(Stored data entries)
########################################

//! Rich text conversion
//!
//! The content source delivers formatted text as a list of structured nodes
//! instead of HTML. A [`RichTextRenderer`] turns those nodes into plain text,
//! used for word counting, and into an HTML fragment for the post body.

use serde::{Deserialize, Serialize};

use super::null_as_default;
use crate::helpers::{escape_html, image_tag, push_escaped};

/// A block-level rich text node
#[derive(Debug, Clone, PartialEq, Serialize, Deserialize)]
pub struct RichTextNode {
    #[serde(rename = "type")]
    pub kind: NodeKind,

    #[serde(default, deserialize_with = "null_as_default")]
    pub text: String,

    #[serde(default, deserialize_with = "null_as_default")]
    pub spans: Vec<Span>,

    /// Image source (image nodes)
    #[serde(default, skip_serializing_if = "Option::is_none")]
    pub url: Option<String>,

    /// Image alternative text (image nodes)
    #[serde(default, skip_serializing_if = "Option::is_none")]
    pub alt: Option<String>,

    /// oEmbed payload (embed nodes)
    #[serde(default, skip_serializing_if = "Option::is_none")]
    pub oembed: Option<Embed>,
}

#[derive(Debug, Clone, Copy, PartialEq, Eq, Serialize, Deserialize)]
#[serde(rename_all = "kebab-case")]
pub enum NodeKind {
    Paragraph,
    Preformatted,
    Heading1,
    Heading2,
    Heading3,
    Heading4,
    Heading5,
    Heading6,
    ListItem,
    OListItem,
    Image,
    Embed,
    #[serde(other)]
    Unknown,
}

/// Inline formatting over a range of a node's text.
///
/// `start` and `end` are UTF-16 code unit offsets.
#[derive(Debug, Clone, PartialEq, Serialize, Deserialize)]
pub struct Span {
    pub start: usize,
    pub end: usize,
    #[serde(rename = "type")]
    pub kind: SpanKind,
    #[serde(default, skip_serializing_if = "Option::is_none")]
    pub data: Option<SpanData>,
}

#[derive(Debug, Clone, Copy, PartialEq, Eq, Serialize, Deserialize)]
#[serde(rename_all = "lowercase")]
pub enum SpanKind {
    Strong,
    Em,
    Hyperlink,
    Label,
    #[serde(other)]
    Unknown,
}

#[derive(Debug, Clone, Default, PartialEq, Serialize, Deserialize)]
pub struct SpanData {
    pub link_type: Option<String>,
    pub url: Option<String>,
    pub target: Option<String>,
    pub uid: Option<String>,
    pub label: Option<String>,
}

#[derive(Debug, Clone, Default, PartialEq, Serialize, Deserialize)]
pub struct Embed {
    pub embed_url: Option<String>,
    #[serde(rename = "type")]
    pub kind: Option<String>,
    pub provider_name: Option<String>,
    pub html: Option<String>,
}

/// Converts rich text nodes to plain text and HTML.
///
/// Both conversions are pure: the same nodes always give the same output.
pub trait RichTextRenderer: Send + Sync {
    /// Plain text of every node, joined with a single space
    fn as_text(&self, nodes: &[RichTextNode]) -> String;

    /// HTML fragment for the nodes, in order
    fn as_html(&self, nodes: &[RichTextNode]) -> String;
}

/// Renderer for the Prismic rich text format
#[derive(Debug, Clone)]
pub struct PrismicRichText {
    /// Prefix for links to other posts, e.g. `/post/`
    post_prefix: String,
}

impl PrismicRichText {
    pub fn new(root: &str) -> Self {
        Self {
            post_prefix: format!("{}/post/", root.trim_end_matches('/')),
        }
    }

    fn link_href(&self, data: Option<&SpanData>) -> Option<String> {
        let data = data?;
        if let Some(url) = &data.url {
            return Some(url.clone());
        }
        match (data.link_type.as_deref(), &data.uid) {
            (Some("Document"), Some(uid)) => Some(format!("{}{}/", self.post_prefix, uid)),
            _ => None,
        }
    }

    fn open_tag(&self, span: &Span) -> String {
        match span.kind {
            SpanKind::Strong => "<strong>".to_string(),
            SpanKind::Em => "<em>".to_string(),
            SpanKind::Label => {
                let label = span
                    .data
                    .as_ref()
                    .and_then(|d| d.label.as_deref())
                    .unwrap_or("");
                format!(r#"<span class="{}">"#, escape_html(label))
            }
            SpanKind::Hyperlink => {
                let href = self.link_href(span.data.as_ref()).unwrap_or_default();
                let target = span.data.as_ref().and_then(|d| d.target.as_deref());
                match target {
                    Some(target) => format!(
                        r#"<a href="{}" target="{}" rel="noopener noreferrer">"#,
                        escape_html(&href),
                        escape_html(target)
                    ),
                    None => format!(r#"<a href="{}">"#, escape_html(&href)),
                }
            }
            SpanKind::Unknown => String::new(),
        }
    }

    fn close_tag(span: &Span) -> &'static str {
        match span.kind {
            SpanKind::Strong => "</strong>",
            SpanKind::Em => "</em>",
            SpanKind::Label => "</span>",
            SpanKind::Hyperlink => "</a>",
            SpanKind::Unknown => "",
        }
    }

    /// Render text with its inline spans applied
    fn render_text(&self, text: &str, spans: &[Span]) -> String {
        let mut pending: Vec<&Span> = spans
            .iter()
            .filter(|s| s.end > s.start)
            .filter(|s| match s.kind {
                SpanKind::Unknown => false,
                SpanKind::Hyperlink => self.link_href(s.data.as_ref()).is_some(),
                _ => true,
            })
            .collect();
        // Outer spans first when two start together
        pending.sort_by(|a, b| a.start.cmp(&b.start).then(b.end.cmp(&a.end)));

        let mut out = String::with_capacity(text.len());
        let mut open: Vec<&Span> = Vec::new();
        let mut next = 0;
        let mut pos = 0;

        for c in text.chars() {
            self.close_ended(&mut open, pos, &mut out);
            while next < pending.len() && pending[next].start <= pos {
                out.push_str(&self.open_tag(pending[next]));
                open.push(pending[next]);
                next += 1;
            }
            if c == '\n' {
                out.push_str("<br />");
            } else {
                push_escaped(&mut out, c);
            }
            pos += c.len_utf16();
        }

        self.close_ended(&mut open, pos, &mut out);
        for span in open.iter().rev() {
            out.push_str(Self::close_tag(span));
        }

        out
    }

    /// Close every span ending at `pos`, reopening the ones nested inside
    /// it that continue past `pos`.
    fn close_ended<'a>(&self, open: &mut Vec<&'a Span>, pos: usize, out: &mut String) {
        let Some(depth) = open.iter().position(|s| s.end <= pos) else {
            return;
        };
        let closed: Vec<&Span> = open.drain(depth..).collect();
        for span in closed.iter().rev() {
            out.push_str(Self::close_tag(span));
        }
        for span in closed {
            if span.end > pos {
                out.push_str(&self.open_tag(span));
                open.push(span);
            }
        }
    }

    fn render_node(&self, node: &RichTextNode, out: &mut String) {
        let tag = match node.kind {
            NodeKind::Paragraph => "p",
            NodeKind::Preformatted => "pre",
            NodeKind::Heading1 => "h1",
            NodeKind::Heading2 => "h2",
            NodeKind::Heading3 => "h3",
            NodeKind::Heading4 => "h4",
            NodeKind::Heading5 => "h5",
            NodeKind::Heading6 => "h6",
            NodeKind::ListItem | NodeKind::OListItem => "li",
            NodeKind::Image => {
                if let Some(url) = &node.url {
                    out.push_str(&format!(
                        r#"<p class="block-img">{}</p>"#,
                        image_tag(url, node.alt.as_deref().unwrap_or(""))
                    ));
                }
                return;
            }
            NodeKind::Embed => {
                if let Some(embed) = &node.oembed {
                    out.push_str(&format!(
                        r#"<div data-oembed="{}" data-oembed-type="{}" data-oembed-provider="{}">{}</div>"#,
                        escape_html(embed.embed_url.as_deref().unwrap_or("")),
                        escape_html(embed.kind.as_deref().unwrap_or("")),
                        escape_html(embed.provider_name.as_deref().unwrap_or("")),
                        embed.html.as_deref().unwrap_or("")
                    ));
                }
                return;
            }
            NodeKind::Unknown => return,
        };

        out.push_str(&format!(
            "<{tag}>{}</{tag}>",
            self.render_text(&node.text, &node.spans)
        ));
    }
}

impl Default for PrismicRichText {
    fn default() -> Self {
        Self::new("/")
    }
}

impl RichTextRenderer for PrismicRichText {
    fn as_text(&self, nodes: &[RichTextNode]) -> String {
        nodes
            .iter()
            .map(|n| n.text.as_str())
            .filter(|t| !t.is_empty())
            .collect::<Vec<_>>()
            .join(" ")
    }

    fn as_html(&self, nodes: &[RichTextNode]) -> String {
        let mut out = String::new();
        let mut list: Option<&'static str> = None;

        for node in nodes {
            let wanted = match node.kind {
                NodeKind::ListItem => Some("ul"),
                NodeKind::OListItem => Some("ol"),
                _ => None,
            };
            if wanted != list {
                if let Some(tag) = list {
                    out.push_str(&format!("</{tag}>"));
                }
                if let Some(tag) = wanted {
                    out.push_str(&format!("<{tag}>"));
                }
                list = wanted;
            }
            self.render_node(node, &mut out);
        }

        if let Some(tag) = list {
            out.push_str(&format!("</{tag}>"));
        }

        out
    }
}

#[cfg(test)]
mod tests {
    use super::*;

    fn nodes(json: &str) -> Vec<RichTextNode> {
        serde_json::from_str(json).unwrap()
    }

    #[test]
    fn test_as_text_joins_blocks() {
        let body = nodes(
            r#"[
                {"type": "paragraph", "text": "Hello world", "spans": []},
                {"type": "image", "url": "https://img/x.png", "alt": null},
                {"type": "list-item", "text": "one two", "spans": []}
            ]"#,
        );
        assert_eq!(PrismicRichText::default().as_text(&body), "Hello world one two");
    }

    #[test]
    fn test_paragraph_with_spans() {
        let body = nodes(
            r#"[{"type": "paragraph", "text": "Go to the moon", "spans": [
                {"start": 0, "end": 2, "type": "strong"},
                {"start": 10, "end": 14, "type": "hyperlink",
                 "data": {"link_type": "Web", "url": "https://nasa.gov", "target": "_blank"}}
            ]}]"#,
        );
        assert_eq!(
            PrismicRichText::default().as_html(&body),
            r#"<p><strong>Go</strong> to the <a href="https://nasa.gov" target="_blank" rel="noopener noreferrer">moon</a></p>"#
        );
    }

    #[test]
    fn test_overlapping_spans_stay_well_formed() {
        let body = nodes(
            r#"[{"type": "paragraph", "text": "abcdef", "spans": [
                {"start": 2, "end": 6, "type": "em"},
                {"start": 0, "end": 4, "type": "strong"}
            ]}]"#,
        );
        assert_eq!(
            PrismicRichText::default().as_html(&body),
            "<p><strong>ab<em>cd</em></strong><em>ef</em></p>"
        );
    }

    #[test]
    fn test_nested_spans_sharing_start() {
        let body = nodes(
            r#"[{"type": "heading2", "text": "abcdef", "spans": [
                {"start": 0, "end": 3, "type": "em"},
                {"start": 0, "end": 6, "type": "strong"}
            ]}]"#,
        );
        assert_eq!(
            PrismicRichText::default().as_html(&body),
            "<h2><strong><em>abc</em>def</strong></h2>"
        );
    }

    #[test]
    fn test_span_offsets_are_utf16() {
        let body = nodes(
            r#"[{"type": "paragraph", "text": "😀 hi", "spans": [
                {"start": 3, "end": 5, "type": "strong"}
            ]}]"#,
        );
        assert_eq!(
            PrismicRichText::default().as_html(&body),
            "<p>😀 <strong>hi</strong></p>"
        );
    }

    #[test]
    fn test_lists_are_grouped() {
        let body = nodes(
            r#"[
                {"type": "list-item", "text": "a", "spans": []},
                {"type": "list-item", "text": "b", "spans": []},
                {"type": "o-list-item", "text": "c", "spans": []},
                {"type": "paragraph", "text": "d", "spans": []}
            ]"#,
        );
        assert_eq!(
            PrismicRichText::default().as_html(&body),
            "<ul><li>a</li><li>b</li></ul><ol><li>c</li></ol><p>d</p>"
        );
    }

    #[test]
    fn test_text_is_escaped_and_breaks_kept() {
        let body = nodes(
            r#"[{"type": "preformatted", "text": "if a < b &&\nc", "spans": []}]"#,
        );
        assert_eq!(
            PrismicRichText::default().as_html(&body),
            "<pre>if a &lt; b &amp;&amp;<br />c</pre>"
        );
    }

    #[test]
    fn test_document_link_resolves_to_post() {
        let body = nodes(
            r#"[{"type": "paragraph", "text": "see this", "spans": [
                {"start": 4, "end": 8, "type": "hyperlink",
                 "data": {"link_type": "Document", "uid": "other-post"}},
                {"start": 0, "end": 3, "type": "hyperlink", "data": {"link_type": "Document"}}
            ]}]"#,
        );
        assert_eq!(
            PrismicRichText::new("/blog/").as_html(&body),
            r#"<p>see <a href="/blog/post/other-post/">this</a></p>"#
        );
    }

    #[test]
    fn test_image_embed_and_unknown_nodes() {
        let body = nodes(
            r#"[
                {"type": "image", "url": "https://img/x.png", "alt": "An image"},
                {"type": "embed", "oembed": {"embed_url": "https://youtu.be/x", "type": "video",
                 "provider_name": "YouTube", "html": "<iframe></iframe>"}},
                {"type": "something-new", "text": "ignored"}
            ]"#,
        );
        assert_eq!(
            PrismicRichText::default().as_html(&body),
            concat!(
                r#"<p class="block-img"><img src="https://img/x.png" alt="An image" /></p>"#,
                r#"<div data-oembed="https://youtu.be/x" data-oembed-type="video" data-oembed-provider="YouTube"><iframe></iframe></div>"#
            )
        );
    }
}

########################################

TASK OBJECTIVE
Whenever a line holds "nasa", it counts; state the total for the records and add nothing.

TASK OUTPUT
2